Problem to work on:
Output only the lines below from the one containing "return Ok(session.surface);" to the one containing "if let Some(map) = scanout.map.as_mut()", exactly as written, both ends kept.

Saved data entries:
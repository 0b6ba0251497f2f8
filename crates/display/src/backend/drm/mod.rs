//! DRM/KMS backend
//!
//! Start-up picks the first connected connector that has a mode, resolves a
//! CRTC for it, allocates a 32-bpp dumb buffer, wraps it in a framebuffer
//! object, maps it and performs the mode-set. The CRTC's existing mode is read
//! back first; if the preferred mode-set fails the backend retries with that
//! mode. With nothing previously configured there is no fallback and start
//! fails.
//!
//! Every failure path releases what was acquired, in the same order as
//! `stop`: unmap, remove framebuffer, destroy dumb buffer, close device.

mod device;
mod uapi;

pub use device::{
    CardDevice, ConnectorInfo, CrtcInfo, DumbBuffer, EncoderInfo, KmsDevice, MappedBuffer,
    Resources,
};
pub use uapi::DrmModeInfo;

use super::{PresentationBackend, SurfaceInfo};
use crate::packer::PixelFormat;
use crate::DisplayError;
use std::path::Path;
use tracing::{debug, info, warn};

/// Dumb buffer, its framebuffer object and CPU mapping
struct Scanout<M> {
    buffer: DumbBuffer,
    fb_id: u32,
    map: Option<M>,
}

struct Session<D: KmsDevice> {
    device: D,
    scanout: Scanout<D::Mapping>,
    mode: DrmModeInfo,
    surface: SurfaceInfo,
}

type Opener<D> = Box<dyn FnMut() -> Result<D, DisplayError> + Send>;

/// DRM/KMS presentation backend
pub struct DrmKmsBackend<D: KmsDevice = CardDevice> {
    label: String,
    opener: Opener<D>,
    session: Option<Session<D>>,
}

impl DrmKmsBackend<CardDevice> {
    /// Backend for a `/dev/dri/cardN` node
    pub fn card(path: &Path) -> Self {
        let path = path.to_path_buf();
        Self::new(path.display().to_string(), move || CardDevice::open(&path))
    }
}

impl<D: KmsDevice> DrmKmsBackend<D> {
    /// Backend opening its device through `opener` on every start
    pub fn new<F>(label: impl Into<String>, opener: F) -> Self
    where
        F: FnMut() -> Result<D, DisplayError> + Send + 'static,
    {
        Self {
            label: label.into(),
            opener: Box::new(opener),
            session: None,
        }
    }

    /// Mode in use, if started
    pub fn mode(&self) -> Option<&DrmModeInfo> {
        self.session.as_ref().map(|s| &s.mode)
    }
}

/// First CRTC able to drive `conn`: the encoder's current one, else the first
/// allowed by its capability mask
fn resolve_crtc<D: KmsDevice>(device: &mut D, res: &Resources, conn: &ConnectorInfo) -> Option<u32> {
    let candidates = std::iter::once(conn.encoder_id)
        .filter(|&id| id != 0)
        .chain(conn.encoders.iter().copied());

    for encoder_id in candidates {
        let encoder = match device.encoder(encoder_id) {
            Ok(encoder) => encoder,
            Err(e) => {
                debug!("Skipping encoder {}: {}", encoder_id, e);
                continue;
            }
        };
        if encoder.crtc_id != 0 {
            return Some(encoder.crtc_id);
        }
        let allowed = res
            .crtcs
            .iter()
            .take(32)
            .enumerate()
            .find(|(i, _)| encoder.possible_crtcs & (1 << i) != 0);
        if let Some((_, &crtc_id)) = allowed {
            return Some(crtc_id);
        }
    }
    None
}

/// Pick connector, CRTC and preferred mode
fn select_output<D: KmsDevice>(device: &mut D) -> Result<(u32, u32, DrmModeInfo), DisplayError> {
    let res = device.resources()?;
    for &connector_id in &res.connectors {
        let conn = match device.connector(connector_id) {
            Ok(conn) => conn,
            Err(e) => {
                debug!("Skipping connector {}: {}", connector_id, e);
                continue;
            }
        };
        let Some(&mode) = conn.modes.first() else {
            continue;
        };
        if !conn.connected {
            continue;
        }
        if let Some(crtc_id) = resolve_crtc(device, &res, &conn) {
            return Ok((connector_id, crtc_id, mode));
        }
    }
    Err(DisplayError::Acquisition(
        "no connected connector with a usable mode and CRTC".to_string(),
    ))
}

fn allocate<D: KmsDevice>(
    device: &mut D,
    width: u32,
    height: u32,
) -> Result<Scanout<D::Mapping>, DisplayError> {
    let buffer = device.create_dumb(width, height, 32)?;

    let fb_id = match device.add_framebuffer(&buffer) {
        Ok(fb_id) => fb_id,
        Err(e) => {
            destroy_buffer(device, buffer.handle);
            return Err(e);
        }
    };

    match device.map_dumb(&buffer) {
        Ok(map) => Ok(Scanout {
            buffer,
            fb_id,
            map: Some(map),
        }),
        Err(e) => {
            remove_fb(device, fb_id);
            destroy_buffer(device, buffer.handle);
            Err(e)
        }
    }
}

fn remove_fb<D: KmsDevice>(device: &mut D, fb_id: u32) {
    if let Err(e) = device.remove_framebuffer(fb_id) {
        warn!("Failed to remove DRM framebuffer {}: {}", fb_id, e);
    }
}

fn destroy_buffer<D: KmsDevice>(device: &mut D, handle: u32) {
    if let Err(e) = device.destroy_dumb(handle) {
        warn!("Failed to destroy dumb buffer {}: {}", handle, e);
    }
}

fn release<D: KmsDevice>(device: &mut D, mut scanout: Scanout<D::Mapping>) {
    drop(scanout.map.take());
    remove_fb(device, scanout.fb_id);
    destroy_buffer(device, scanout.buffer.handle);
}

/// Mode-set with `preferred`, falling back to the previously active mode
fn modeset<D: KmsDevice>(
    device: &mut D,
    crtc_id: u32,
    connector_id: u32,
    preferred: DrmModeInfo,
    saved: Option<DrmModeInfo>,
) -> Result<(Scanout<D::Mapping>, DrmModeInfo), DisplayError> {
    let scanout = allocate(device, preferred.width(), preferred.height())?;
    let err = match device.set_crtc(crtc_id, scanout.fb_id, connector_id, &preferred) {
        Ok(()) => return Ok((scanout, preferred)),
        Err(e) => e,
    };

    let Some(saved) = saved else {
        release(device, scanout);
        return Err(DisplayError::Acquisition(format!(
            "mode-set {} failed and no previous mode is active: {}",
            preferred.name(),
            err
        )));
    };
    warn!(
        "Mode-set {} failed ({}), falling back to previous mode {}",
        preferred.name(),
        err,
        saved.name()
    );

    let scanout = if (saved.width(), saved.height()) == (preferred.width(), preferred.height()) {
        scanout
    } else {
        release(device, scanout);
        allocate(device, saved.width(), saved.height())?
    };
    match device.set_crtc(crtc_id, scanout.fb_id, connector_id, &saved) {
        Ok(()) => Ok((scanout, saved)),
        Err(e) => {
            release(device, scanout);
            Err(DisplayError::Acquisition(format!(
                "fallback mode-set {} failed: {}",
                saved.name(),
                e
            )))
        }
    }
}

impl<D: KmsDevice> PresentationBackend for DrmKmsBackend<D> {
    fn name(&self) -> &'static str {
        "drm"
    }

    fn start(&mut self) -> Result<SurfaceInfo, DisplayError> {
        if let Some(session) = &self.session {
            return Ok(session.surface);
        }

        let mut device = (self.opener)()?;
        let (connector_id, crtc_id, preferred) = select_output(&mut device)?;

        let saved = match device.crtc(crtc_id) {
            Ok(crtc) => crtc.mode,
            Err(e) => {
                debug!("Could not read CRTC {} state: {}", crtc_id, e);
                None
            }
        };

        let (mut scanout, mode) = modeset(&mut device, crtc_id, connector_id, preferred, saved)?;
        if let Some(map) = scanout.map.as_mut() {
            map.as_mut().fill(0);
        }

        let surface = SurfaceInfo {
            width: mode.width(),
            height: mode.height(),
            format: PixelFormat::Xrgb8888,
            pitch: scanout.buffer.pitch,
        };
        info!(
            "DRM/KMS display started: {}x{} @ {}Hz, pitch {} ({})",
            surface.width, surface.height, mode.vrefresh, surface.pitch, self.label
        );
        self.session = Some(Session {
            device,
            scanout,
            mode,
            surface,
        });
        Ok(surface)
    }

    fn present(&mut self, packed: &[u8]) -> Result<(), DisplayError> {
        let Some(session) = self.session.as_mut() else {
            return Err(DisplayError::Transient("DRM display not started".to_string()));
        };
        let surface = session.surface;
        if packed.len() != surface.frame_len() {
            return Err(DisplayError::Transient(format!(
                "frame is {} bytes, surface needs {}",
                packed.len(),
                surface.frame_len()
            )));
        }
        let Some(map) = session.scanout.map.as_mut() else {
            return Err(DisplayError::Transient("DRM buffer not mapped".to_string()));
        };

        let dst = map.as_mut();
        let row = surface.width as usize * 4;
        let pitch = surface.pitch as usize;
        let needed = pitch * (surface.height as usize).saturating_sub(1) + row;
        if pitch < row || dst.len() < needed {
            return Err(DisplayError::Transient(format!(
                "mapping of {} bytes cannot hold {} rows at pitch {}",
                dst.len(),
                surface.height,
                pitch
            )));
        }

        if pitch == row {
            dst[..packed.len()].copy_from_slice(packed);
        } else {
            for (y, src) in packed.chunks_exact(row).enumerate() {
                let start = y * pitch;
                dst[start..start + row].copy_from_slice(src);
            }
        }
        Ok(())
    }

    fn stop(&mut self) {
        let Some(mut session) = self.session.take() else {
            return;
        };
        if let Some(map) = session.scanout.map.as_mut() {
            map.as_mut().fill(0);
        }
        release(&mut session.device, session.scanout);
        drop(session.device);
        info!("DRM/KMS display stopped ({})", self.label);
    }

    fn surface(&self) -> Option<SurfaceInfo> {
        self.session.as_ref().map(|s| s.surface)
    }
}

impl<D: KmsDevice> Drop for DrmKmsBackend<D> {
    fn drop(&mut self) {
        self.stop();
    }
}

Expected output:
            return Ok(session.surface);
        }

        let mut device = (self.opener)()?;
        let (connector_id, crtc_id, preferred) = select_output(&mut device)?;

        let saved = match device.crtc(crtc_id) {
            Ok(crtc) => crtc.mode,
            Err(e) => {
                debug!("Could not read CRTC {} state: {}", crtc_id, e);
                None
            }
        };

        let (mut scanout, mode) = modeset(&mut device, crtc_id, connector_id, preferred, saved)?;
        if let Some(map) = scanout.map.as_mut() {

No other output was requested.